Le 23 juillet se passa à prendre possession des ouvrages extérieurs de Mayence et de Castel. Monté dans une légère voiture, je fis une promenade, en serrant la ville d’aussi près que les gardes me le permirent. On visitait les tranchées, et l’on observait les travaux de terrassement, inutiles et abandonnés depuis qu’on avait atteint le but.

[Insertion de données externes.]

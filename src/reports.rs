//! Read-side views over the store: the dashboard's daily numbers, the
//! revenue report, and the paging every list screen uses.

use std::collections::HashMap;

use chrono::NaiveDate;
use serde::Serialize;

use crate::lifecycle::Job;
use crate::records::{Customer, Expense};

pub const REPORT_PAGE_SIZE: usize = 10;
pub const EXPENSE_PAGE_SIZE: usize = 8;
pub const CUSTOMER_PAGE_SIZE: usize = 9;

/// Jobs started on `date`.
pub fn jobs_on(jobs: &[Job], date: NaiveDate) -> Vec<&Job> {
    jobs.iter().filter(|j| j.started_on(date)).collect()
}

/// The live queue: every job not yet paid for.
pub fn queue(jobs: &[Job]) -> Vec<&Job> {
    jobs.iter().filter(|j| j.status.is_open()).collect()
}

pub fn expenses_on(expenses: &[Expense], date: NaiveDate) -> f64 {
    expenses
        .iter()
        .filter(|e| e.date == date)
        .fold(0.0, |total, e| total + e.amount)
}

pub fn search_customers<'a>(customers: &'a [Customer], term: &str) -> Vec<&'a Customer> {
    customers.iter().filter(|c| c.matches(term)).collect()
}

/// Headline numbers for one day.
#[derive(Debug, Clone, PartialEq, Serialize)]
pub struct DailySummary {
    pub date: NaiveDate,
    pub revenue: f64,
    pub cars: usize,
    /// Vehicles still being worked on, regardless of start date.
    pub in_bay: usize,
    pub expenses: f64,
}

impl DailySummary {
    pub fn compute(jobs: &[Job], expenses: &[Expense], date: NaiveDate) -> Self {
        let today = jobs_on(jobs, date);
        Self {
            date,
            revenue: today.iter().fold(0.0, |total, j| total + j.total_amount),
            cars: today.len(),
            in_bay: jobs.iter().filter(|j| j.status.is_in_bay()).count(),
            expenses: expenses_on(expenses, date),
        }
    }

    pub fn net(&self) -> f64 {
        self.revenue - self.expenses
    }
}

#[derive(Debug, Clone, PartialEq, Eq, Serialize)]
pub struct ServiceCount {
    pub name: String,
    pub count: usize,
}

/// Revenue over every settled job (completed or paid).
#[derive(Debug, Clone, PartialEq, Serialize)]
pub struct RevenueReport {
    pub jobs: usize,
    pub revenue: f64,
    /// Most popular first; ties broken by name.
    pub popularity: Vec<ServiceCount>,
}

impl RevenueReport {
    pub fn compute(jobs: &[Job]) -> Self {
        let settled: Vec<&Job> = jobs.iter().filter(|j| j.status.is_settled()).collect();

        let mut counts: HashMap<&str, usize> = HashMap::new();
        for job in &settled {
            for service in &job.services {
                *counts.entry(service.name.as_str()).or_insert(0) += 1;
            }
        }
        let mut popularity: Vec<ServiceCount> = counts
            .into_iter()
            .map(|(name, count)| ServiceCount {
                name: name.to_string(),
                count,
            })
            .collect();
        popularity.sort_by(|a, b| b.count.cmp(&a.count).then_with(|| a.name.cmp(&b.name)));

        Self {
            jobs: settled.len(),
            revenue: settled.iter().fold(0.0, |total, j| total + j.total_amount),
            popularity,
        }
    }

    /// Settled jobs in store order, for the report's history table.
    pub fn history(jobs: &[Job]) -> Vec<&Job> {
        jobs.iter().filter(|j| j.status.is_settled()).collect()
    }
}

/// One page of a list.
#[derive(Debug, Clone, PartialEq, Serialize)]
pub struct Page<T> {
    pub items: Vec<T>,
    /// 1-based.
    pub page: usize,
    pub total_pages: usize,
    pub total_items: usize,
}

impl<T> Page<T> {
    pub fn has_next(&self) -> bool {
        self.page < self.total_pages
    }

    pub fn has_prev(&self) -> bool {
        self.page > 1
    }
}

/// Slices `items` into 1-based pages of `per_page`.
///
/// Page 0 is treated as page 1 and a page past the end clamps to the last
/// page. An empty list yields a single empty page 1 with `total_pages == 0`.
pub fn paginate<T: Clone>(items: &[T], page: usize, per_page: usize) -> Page<T> {
    let per_page = per_page.max(1);
    let total_items = items.len();
    let total_pages = total_items.div_ceil(per_page);
    let page = page.clamp(1, total_pages.max(1));
    let start = (page - 1) * per_page;
    Page {
        items: items.iter().skip(start).take(per_page).cloned().collect(),
        page,
        total_pages,
        total_items,
    }
}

Comme je revenais, un homme de moyen âge m’appela pour me prier de prendre dans ma voiture son petit garçon, enfant de huit à neuf ans, qu’il traînait par la main. C’était un émigré de Mayence, qui accourait, joyeux et empressé, de son dernier asile, pour assister en triomphe à la sortie des ennemis, et qui jurait mort aux clubistes. J’essayai de le modérer, et lui représentai que le retour à un état paisible ne devait pas être souillé par la guerre civile, la haine et la vengeance ; que ce serait éterniser le malheur. La punition des coupables devait être abandonnée aux augustes alliés et au légitime seigneur du pays après son retour. Enfin je lui présentai encore d’autres réflexions sérieuses et conciliantes, et j’en avais le droit, puisque je prenais l’enfant dans ma voiture, et que je les régalai tous deux d’un coup de vin et de petites pâtisseries. Je déposai l’enfant à une place convenue, tandis que le père était déjà loin et me faisait avec son chapeau mille signes de remerctments.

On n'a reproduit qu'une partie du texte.